Otmar Issing (born 27 March 1936 in Würzburg) is a German economist who served as a member of the Executive Board of the European Central Bank from 1998 to 2006 and concurrently as ECB chief economist. He developed the 'two-pillar' approach to monetary policy decision-making that the ECB has adopted. After leaving the Executive Board, Issing been serving as president of the Center for Financial Studies since 2006.

Life 

Issing studied economics at the University of Würzburg from 1955 until 1960 with temporary studies in London and Paris. From 1960 to 1966 he worked as a research assistant at the University of Würzburg. He earned his PhD in 1961 and received his postdoctoral lecture qualification (habilitation) in 1965.
In 1967 Issing became director of the Institute for International Economic Relations at the University of Erlangen-Nuremberg and full professor at the faculty of economics and social sciences of the University of Erlangen-Nuremberg.

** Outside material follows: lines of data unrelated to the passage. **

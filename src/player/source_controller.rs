//! Current-slot source state machine
//!
//! Owns the single visible playback target and serializes source
//! replacement against it:
//!
//! - at most one replace is in flight; target changes while it runs only
//!   overwrite `target_uri` (single pending slot, latest wins)
//! - when the in-flight replace settles it is applied only if its URI is still
//!   the target, otherwise it is discarded and the latest target is loaded
//!   straight away; intermediate targets are never visited
//! - auto-play is issued once the load is applied and the player reports ready
//!
//! ```text
//! Idle/Unavailable ──target──> Loading ──ok──> Ready ──play──> Playing <──> Paused
//!                                 │                  ^
//!                                 └──err──> Error ───┘ (new target / retry)
//! ```
//!
//! The controller never performs I/O. Every transition returns the
//! [`PlayerCommand`]s the runtime has to execute.

use super::error::PlaybackError;
use super::events::{PlayerCommand, PlayerStatus, ReplaceTicket, SlotKind};

const SLOT: SlotKind = SlotKind::Current;

/// Externally visible phase of the current slot
#[derive(Debug, Clone, Copy, PartialEq, Eq, Default)]
pub enum SourcePhase {
    /// Nothing requested yet
    #[default]
    Idle,
    /// Current episode has no playable source
    Unavailable,
    /// A replace is in flight
    Loading,
    /// Loaded, not playing
    Ready,
    Playing,
    Paused,
    Error,
}

/// Snapshot of the controller for rendering
#[derive(Debug, Clone, PartialEq, Default)]
pub struct SourceState {
    pub phase: SourcePhase,
    pub loaded_uri: Option<String>,
    pub target_uri: Option<String>,
    pub is_replacing: bool,
    pub auto_play_pending: bool,
    pub playing: bool,
    pub last_error: Option<PlaybackError>,
}

#[derive(Debug, Clone, PartialEq, Eq)]
struct InFlight {
    ticket: ReplaceTicket,
    uri: String,
}

/// State before an optimistic toggle, restored if the command fails
#[derive(Debug, Clone, Copy)]
struct ToggleUndo {
    phase: SourcePhase,
    playing: bool,
}

#[derive(Debug)]
pub struct SourceController {
    auto_play: bool,
    phase: SourcePhase,
    loaded_uri: Option<String>,
    target_uri: Option<String>,
    in_flight: Option<InFlight>,
    auto_play_pending: bool,
    player_ready: bool,
    playing: bool,
    focused: bool,
    last_error: Option<PlaybackError>,
    toggle_undo: Option<ToggleUndo>,
    next_ticket: u64,
}

impl Default for SourceController {
    fn default() -> Self {
        Self::new(true)
    }
}

impl SourceController {
    pub fn new(auto_play: bool) -> Self {
        Self {
            auto_play,
            phase: SourcePhase::Idle,
            loaded_uri: None,
            target_uri: None,
            in_flight: None,
            auto_play_pending: false,
            player_ready: false,
            playing: false,
            focused: true,
            last_error: None,
            toggle_undo: None,
            next_ticket: 0,
        }
    }

    // ============ Accessors ============

    pub fn phase(&self) -> SourcePhase {
        self.phase
    }

    pub fn loaded_uri(&self) -> Option<&str> {
        self.loaded_uri.as_deref()
    }

    pub fn target_uri(&self) -> Option<&str> {
        self.target_uri.as_deref()
    }

    pub fn is_replacing(&self) -> bool {
        self.in_flight.is_some()
    }

    pub fn in_flight_ticket(&self) -> Option<ReplaceTicket> {
        self.in_flight.as_ref().map(|f| f.ticket)
    }

    pub fn is_playing(&self) -> bool {
        self.playing
    }

    pub fn auto_play_pending(&self) -> bool {
        self.auto_play_pending
    }

    pub fn last_error(&self) -> Option<&PlaybackError> {
        self.last_error.as_ref()
    }

    /// Error to show the user, including the "not available" state
    pub fn user_error(&self) -> Option<PlaybackError> {
        if self.phase == SourcePhase::Unavailable {
            Some(PlaybackError::SourceUnavailable)
        } else {
            self.last_error.clone()
        }
    }

    pub fn state(&self) -> SourceState {
        SourceState {
            phase: self.phase,
            loaded_uri: self.loaded_uri.clone(),
            target_uri: self.target_uri.clone(),
            is_replacing: self.is_replacing(),
            auto_play_pending: self.auto_play_pending,
            playing: self.playing,
            last_error: self.last_error.clone(),
        }
    }

    // ============ Transitions ============

    /// The current episode changed: `uri` is its resolved source, if any.
    pub fn set_target(&mut self, uri: Option<String>) -> Vec<PlayerCommand> {
        self.auto_play_pending = self.auto_play && self.focused;
        self.toggle_undo = None;

        let Some(uri) = uri else {
            self.target_uri = None;
            let commands = self.pause_if_playing();
            if self.in_flight.is_none() {
                self.phase = SourcePhase::Unavailable;
            }
            return commands;
        };

        self.target_uri = Some(uri.clone());

        if let Some(flight) = &self.in_flight {
            tracing::debug!(
                "Replace {:?} in flight, queued target {}",
                flight.ticket,
                uri
            );
            self.phase = SourcePhase::Loading;
            return Vec::new();
        }

        let already_loaded = self.loaded_uri.as_deref() == Some(uri.as_str());
        if already_loaded && self.phase != SourcePhase::Error {
            if !matches!(self.phase, SourcePhase::Playing | SourcePhase::Paused) {
                self.phase = SourcePhase::Ready;
            }
            return self.maybe_auto_play();
        }

        self.start_replace(uri)
    }

    /// No current episode any more: pause and drop every source.
    ///
    /// A replace still in flight is left to settle; its result is discarded.
    pub fn clear(&mut self) -> Vec<PlayerCommand> {
        let commands = self.pause_if_playing();
        self.target_uri = None;
        self.loaded_uri = None;
        self.auto_play_pending = false;
        self.toggle_undo = None;
        self.player_ready = false;
        self.last_error = None;
        self.phase = SourcePhase::Idle;
        commands
    }

    /// The replace identified by `ticket` finished.
    ///
    /// `result` is the error message on failure.
    pub fn on_replace_settled(
        &mut self,
        ticket: ReplaceTicket,
        result: Result<(), String>,
    ) -> Vec<PlayerCommand> {
        let Some(flight) = self.in_flight.take_if(|f| f.ticket == ticket) else {
            tracing::warn!("Ignoring result of unknown replace {:?}", ticket);
            return Vec::new();
        };

        let superseded = self.target_uri.as_deref() != Some(flight.uri.as_str());
        let cleared = superseded && self.target_uri.is_none() && self.phase == SourcePhase::Idle;

        if let Err(message) = &result {
            tracing::error!("Replace {:?} for {} failed: {}", ticket, flight.uri, message);
            if !cleared {
                self.last_error = Some(PlaybackError::LoadFailed(message.clone()));
            }
        }

        if superseded {
            // The surface holds a source nobody wants any more
            self.loaded_uri = None;
            return match self.target_uri.clone() {
                Some(target) => {
                    tracing::debug!("Replace {:?} superseded, loading {}", ticket, target);
                    self.start_replace(target)
                }
                None => {
                    if !cleared {
                        self.phase = SourcePhase::Unavailable;
                    }
                    Vec::new()
                }
            };
        }

        match result {
            Ok(()) => {
                tracing::debug!("Replace {:?} applied: {}", ticket, flight.uri);
                self.loaded_uri = Some(flight.uri);
                if matches!(self.last_error, Some(PlaybackError::LoadFailed(_))) {
                    self.last_error = None;
                }
                self.phase = SourcePhase::Ready;
                if self.player_ready {
                    self.on_ready()
                } else {
                    Vec::new()
                }
            }
            Err(_) => {
                self.loaded_uri = None;
                self.phase = SourcePhase::Error;
                Vec::new()
            }
        }
    }

    /// Status notification from the current surface
    pub fn on_status(&mut self, status: PlayerStatus) -> Vec<PlayerCommand> {
        match status {
            PlayerStatus::Idle | PlayerStatus::Loading => {
                self.player_ready = false;
                Vec::new()
            }
            PlayerStatus::ReadyToPlay => {
                self.player_ready = true;
                if self.in_flight.is_none() && self.loaded_uri.is_some() {
                    self.on_ready()
                } else {
                    Vec::new()
                }
            }
            PlayerStatus::Error(message) => {
                tracing::error!("Player fault: {}", message);
                self.player_ready = false;
                self.playing = false;
                self.last_error = Some(PlaybackError::PlaybackFault(message));
                if self.in_flight.is_none() {
                    self.phase = SourcePhase::Error;
                }
                Vec::new()
            }
        }
    }

    /// The surface reported a change of its playing flag
    pub fn on_playing_change(&mut self, playing: bool) {
        self.playing = playing;
        self.toggle_undo = None;
        if self.in_flight.is_some() || self.loaded_uri.is_none() {
            return;
        }
        if self.phase == SourcePhase::Error && !playing {
            return;
        }
        self.phase = if playing {
            SourcePhase::Playing
        } else {
            SourcePhase::Paused
        };
    }

    /// User tap: flip play/pause optimistically
    pub fn toggle(&mut self) -> Vec<PlayerCommand> {
        let undo = ToggleUndo {
            phase: self.phase,
            playing: self.playing,
        };
        let command = match self.phase {
            SourcePhase::Ready | SourcePhase::Paused => {
                self.playing = true;
                self.phase = SourcePhase::Playing;
                self.auto_play_pending = false;
                PlayerCommand::Play { slot: SLOT }
            }
            SourcePhase::Playing => {
                self.playing = false;
                self.phase = SourcePhase::Paused;
                self.auto_play_pending = false;
                PlayerCommand::Pause { slot: SLOT }
            }
            SourcePhase::Loading => {
                // Nothing to command yet; decide what happens once loaded
                self.auto_play_pending = !self.auto_play_pending;
                return Vec::new();
            }
            SourcePhase::Idle | SourcePhase::Unavailable | SourcePhase::Error => {
                return Vec::new();
            }
        };
        self.toggle_undo = Some(undo);
        vec![command]
    }

    /// A play/pause command for the current slot failed
    pub fn on_command_failed(&mut self, command: &PlayerCommand, error: &str) {
        match command {
            PlayerCommand::Pause { slot } if slot.is_current() && !self.focused => {
                tracing::debug!("Pause after focus loss failed (ignored): {}", error);
            }
            PlayerCommand::Play { slot } | PlayerCommand::Pause { slot } if slot.is_current() => {
                tracing::warn!("{:?} failed: {}", command, error);
                if let Some(undo) = self.toggle_undo.take() {
                    self.phase = undo.phase;
                    self.playing = undo.playing;
                } else if matches!(command, PlayerCommand::Play { .. }) {
                    // Auto-play never started
                    self.playing = false;
                    if self.phase == SourcePhase::Playing {
                        self.phase = SourcePhase::Ready;
                    }
                }
            }
            _ => {}
        }
    }

    /// Screen lost focus: pause and forget pending auto-play
    pub fn on_focus_lost(&mut self) -> Vec<PlayerCommand> {
        self.focused = false;
        self.auto_play_pending = false;
        self.toggle_undo = None;
        self.pause_if_playing()
    }

    pub fn on_focus_gained(&mut self) {
        self.focused = true;
    }

    /// The media played to its end without a next episode to move to
    pub fn on_ended(&mut self) {
        self.playing = false;
        if self.loaded_uri.is_some() && self.in_flight.is_none() {
            self.phase = SourcePhase::Paused;
        }
    }

    // ============ Internals ============

    fn start_replace(&mut self, uri: String) -> Vec<PlayerCommand> {
        let ticket = ReplaceTicket(self.next_ticket);
        self.next_ticket += 1;

        let mut commands = self.pause_if_playing();
        self.in_flight = Some(InFlight {
            ticket,
            uri: uri.clone(),
        });
        self.loaded_uri = None;
        self.player_ready = false;
        self.phase = SourcePhase::Loading;
        tracing::debug!("Replace {:?} started: {}", ticket, uri);
        commands.push(PlayerCommand::Replace {
            slot: SLOT,
            uri,
            ticket,
        });
        commands
    }

    fn on_ready(&mut self) -> Vec<PlayerCommand> {
        if matches!(self.last_error, Some(PlaybackError::PlaybackFault(_))) {
            self.last_error = None;
        }
        if !matches!(self.phase, SourcePhase::Playing | SourcePhase::Paused) {
            self.phase = SourcePhase::Ready;
        }
        self.maybe_auto_play()
    }

    fn maybe_auto_play(&mut self) -> Vec<PlayerCommand> {
        if !self.auto_play_pending || !self.player_ready {
            return Vec::new();
        }
        self.auto_play_pending = false;
        if self.playing {
            return Vec::new();
        }
        self.playing = true;
        self.phase = SourcePhase::Playing;
        vec![PlayerCommand::Play { slot: SLOT }]
    }

    fn pause_if_playing(&mut self) -> Vec<PlayerCommand> {
        if !self.playing {
            return Vec::new();
        }
        self.playing = false;
        if matches!(self.phase, SourcePhase::Playing) {
            self.phase = SourcePhase::Paused;
        }
        vec![PlayerCommand::Pause { slot: SLOT }]
    }
}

In 1973 he was appointed Professor of Economics, Monetary Affairs and International Economic Relations at the University of Würzburg.

From 1988 to 1990 Issing was a member of the German Council of Economic Experts and in 1990 he became a member of the board of the Deutsche Bundesbank with a seat on the Central Bank Council. In 1998 Issing became a member of the executive board of the European Central Bank, responsible for the Directorates General Economics and Research as well as its first Chief Economist.

Since June 2006 Issing has been president of the Center for Financial Studies (CFS) at the Goethe University in Frankfurt am Main and from 2007 until 2018 he was an international advisor to Goldman Sachs.

In October 2008 Issing chaired a German government expert group on the new financial order that drew up proposals on how to reform international financial markets (also known as "Issing Commission"). The group published six reports. In 2008 Issing was also a member of the high level group of the European Commission on financial supervision in the EU chaired by Jacques de Larosière. He was a Member of the G20 Eminent Persons Group on Global Financial Governance, which was formally established by G20 Finance Ministers and Central Bank Governors for the period 2017-2018.

Memberships 
Verein für Socialpolitik (German Economic Association), American Economic Association, Akademie der Wissenschaften und der Literatur (Academy of Sciences and Literature, as a Corresponding Member from 1989-1991), Academia Scientiarum et Artium Europaea, Walter Eucken Institute, Executive Committee of the Institute for European Affairs (INEA), Euro50 Group, Advisory Board of the Globalization and Monetary Policy Institute (Federal Reserve Bank of Dallas, until 2016).

Publications 
Issing's scientific publications almost cover the whole range of recent economic policy issues. His two main research topics are monetary theory and policy and international economic relations.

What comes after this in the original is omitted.